The report and charge sheet submitted by police under section 173 of Cr.PC.
ii.
Adequate opportunity to be heard has been given to the prosecution
and the accused.
iii.
The magistrate thinks through the charges as false and unsubstantiated.
6. Discharge of accused in Warrant Cases
instituted basing on Police Report
The general process of law is that after the police on completing its
investigation, files the final charge sheet against the accused under
section.173 Cr.P.C. Thereafter the accused is put to trial for framing of
charges against him, by the concerned Court. However there lies a provision under section.239
and 227 of Code of Criminal Procedure that the Accused person can be discharged
before the charges are framed against him. These provisions can be resorted to
by the Accused in warrant cases only.
7. When accused shall be discharged in warrant case instituted on police report before Magistrate
Section.239 Cr.P.C,
When accused shall be discharged. - If, upon considering the police report and
the documents sent with it under Section.173 and making such examination, if
any, of the accused as the Magistrate thinks necessary and after giving the
prosecution and the accused an opportunity of being heard, the Magistrate
considers the charge against the accused to be groundless, he shall discharge
the accused, and record his reasons for so doing.
At the stage of
framing of a charge by magistrate, probative value of the materials on record
cannot be gone into, the materials brought on record by the prosecution have to
be accepted as true at that stage. The crystallized judicial view is that the Court
cannot conduct a deep roving enquiry into the evidence at this stage.
8. Whether the material produced by accused can be looked into by Magistrate?
In Satish
Mehra v. Delhi Administration and Another reported in (1996) 9 SCC 766,
the Hon’ble Apex Court observed that; Under Section.239 of the Code (which
deals with trial of warrant cases on police report). The Magistrate has to
afford the prosecution and the accused an opportunity of being heard besides
considering the police report and the documents sent therewith. The Code
enjoins on the Court to give audience to the accused for deciding whether it is
necessary to proceed to the next Stage. It is a matter of exercise of judicial
mind. There is nothing in the code which shrinks the scope of such audience to
oral arguments. If the accused succeeds in producing any reliable material at
that stage which might fatally affect even the very sustainability of the case, it is unjust to
suggest that no such material shall be looked into by the Court at that stage.
Here the "ground" may be any valid ground including insufficiency of
evidence to prove charge.
9. When accused shall be discharged in Sessions trail
Section.227 of Cr.P.C
provides that if, upon consideration of the record of the case and the
documents submitted therewith, and after hearing the submissions of the accused
and the prosecution in this behalf, the judge considers that there is no
sufficient ground for proceeding against the accused,
he shall discharge the accused and record his reasons for so doing.
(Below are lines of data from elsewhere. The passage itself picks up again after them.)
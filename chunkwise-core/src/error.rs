//! Error types for chunking and document processing
//!
//! The chunker itself only fails at construction time. Everything that can
//! go wrong while turning a document into text is a [`SourceError`], which
//! the batch layer records per document instead of propagating.

use std::path::PathBuf;
use thiserror::Error;

/// Invalid chunker configuration
#[derive(Debug, Clone, PartialEq, Eq, Error)]
pub enum ConfigError {
    /// `chunk_size` was zero
    #[error("Chunk size must be greater than 0")]
    ZeroChunkSize,

    /// `overlap` was not strictly smaller than `chunk_size`
    #[error("Overlap ({overlap}) must be less than chunk size ({chunk_size})")]
    OverlapTooLarge {
        /// The rejected overlap
        overlap: usize,
        /// The configured chunk size
        chunk_size: usize,
    },
}

/// Failure to obtain text for a single document
#[derive(Debug, Error)]
pub enum SourceError {
    /// The document identifier does not resolve to readable content
    #[error("Document not found: {}", path.display())]
    NotFound {
        /// The requested document
        path: PathBuf,
    },

    /// The backend could not extract text from the document
    #[error("Failed to extract text from {}: {reason}", path.display())]
    Extraction {
        /// The document being extracted
        path: PathBuf,
        /// Backend-specific failure description
        reason: String,
    },

    /// No backend handles this kind of document
    #[error("Unsupported document type: {}", path.display())]
    Unsupported {
        /// The rejected document
        path: PathBuf,
    },
}

impl SourceError {
    /// Build an extraction error from any displayable backend error
    pub fn extraction(path: impl Into<PathBuf>, reason: impl ToString) -> Self {
        SourceError::Extraction {
            path: path.into(),
            reason: reason.to_string(),
        }
    }

    /// The document this error refers to
    pub fn path(&self) -> &std::path::Path {
        match self {
            SourceError::NotFound { path }
            | SourceError::Extraction { path, .. }
            | SourceError::Unsupported { path } => path,
        }
    }
}

/// Result type for configuration operations
pub type ConfigResult<T> = std::result::Result<T, ConfigError>;

#[cfg(test)]
mod tests {
    use super::*;

    #[test]
    fn test_config_error_display() {
        assert_eq!(
            ConfigError::ZeroChunkSize.to_string(),
            "Chunk size must be greater than 0"
        );
        assert_eq!(
            ConfigError::OverlapTooLarge {
                overlap: 100,
                chunk_size: 50
            }
            .to_string(),
            "Overlap (100) must be less than chunk size (50)"
        );
    }

    #[test]
    fn test_source_error_display() {
        let err = SourceError::NotFound {
            path: PathBuf::from("missing.pdf"),
        };
        assert_eq!(err.to_string(), "Document not found: missing.pdf");

        let err = SourceError::extraction("broken.pdf", "invalid xref table");
        assert_eq!(
            err.to_string(),
            "Failed to extract text from broken.pdf: invalid xref table"
        );
    }

    #[test]
    fn test_source_error_path() {
        let err = SourceError::Unsupported {
            path: PathBuf::from("image.png"),
        };
        assert_eq!(err.path(), std::path::Path::new("image.png"));
    }
}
Discharge
can be ordered only after considering averment in charge-sheet and the relevant case-law.
10. The Sessions Judge is bound to discharge the accused in the
following cases:
(a) Where the evidence produced is not sufficient
(b) Where there is no legal ground for
proceeding against the accused
(c) Where no sanction has been obtained
(d) Where the prosecution is clearly barred by limitation or
(e) Where he is precluded from proceeding because of a prior judgment of High Court.
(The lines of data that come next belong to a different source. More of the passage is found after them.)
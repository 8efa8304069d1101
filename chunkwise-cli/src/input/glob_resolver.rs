//! File pattern resolution using glob

use crate::error::CliError;
use anyhow::{Context, Result};
use glob::{glob, Pattern};
use std::collections::HashSet;
use std::path::{Path, PathBuf};

/// Resolve file patterns to actual file paths
///
/// Paths come back in the order the patterns were given, each glob's matches
/// in its own (alphabetical) order, with later duplicates dropped. A pattern
/// without glob metacharacters names one document: it is kept even when the
/// file does not exist, so extraction reports it as missing.
pub fn resolve_patterns(patterns: &[String]) -> Result<Vec<PathBuf>> {
    let mut files = Vec::new();
    let mut seen = HashSet::new();

    for pattern in patterns {
        if is_literal(pattern) && !Path::new(pattern).exists() {
            log::debug!("{pattern} does not exist, passing it through");
            if seen.insert(PathBuf::from(pattern)) {
                files.push(PathBuf::from(pattern));
            }
            continue;
        }

        let paths =
            glob(pattern).map_err(|_| CliError::InvalidPattern(pattern.to_string()))?;

        for path_result in paths {
            let path =
                path_result.with_context(|| format!("Error resolving pattern: {}", pattern))?;

            if path.is_file() && seen.insert(path.clone()) {
                files.push(path);
            }
        }
    }

    if files.is_empty() {
        anyhow::bail!("No files found matching the provided patterns");
    }

    Ok(files)
}

fn is_literal(pattern: &str) -> bool {
    Pattern::escape(pattern) == pattern
}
11. How to determine Sufficient ground
There is no sufficient
ground for proceeding” means that no reasonable person can come to the
conclusion that there is any ground whatsoever to sustain the charge against
the accused. If the Sessions Judge is almost certain that the trial would only
be an exercise in futility or sheer waste of time, he has to discharge the
accused For the purpose of determining whether there is sufficient ground
for proceeding against an accused, the Court possesses a comparatively
wider discretion to determine the question whether the material on record, if un-rebutted
is such on which a conviction can be said to be reasonably possible. the words “not sufficient ground
for proceeding against the accused” appearing in the Section.227 postulate
exercise of judicial mind on the part of the judge to the facts of the case in
order to determine whether a case for trial has been made out by the
prosecution. However, in assessing this fact, the Judge has the power to shift
and weigh the material for the limited purpose of finding out whether or not a
prima-facie case against the accused has been made out.
12. How to determine prima-facie case
The test to determine
a prima-facie case depends upon the facts of each case and in this regard it is
neither feasible nor desirable to lay down a rule of universal application. By
and large, however, if two views are equally possible and the Judge is
satisfied that the evidence produced before him gives rise to suspicion only as
distinguished from grave suspicion, he will be fully within his right to
discharge the accused. At this stage, he is not to see as to whether the trial
will end in conviction or not. The broad test to be applied is whether the
materials on record, if un-rebutted, make a conviction reasonably possible.
The word ‘ground’ in
the context is not a ground for conviction, but a ground for putting the
accused on trial. The ground may be that the evidence produced is not
sufficient for the judge to proceed against the accused or it may be that the
Sessions Judge finds that the accused cannot be proceeded with as no sanction
has been obtained or that the prosecution is barred by limitation or that
he is precluded from
holding the trial because of a prior judgment of the High Court.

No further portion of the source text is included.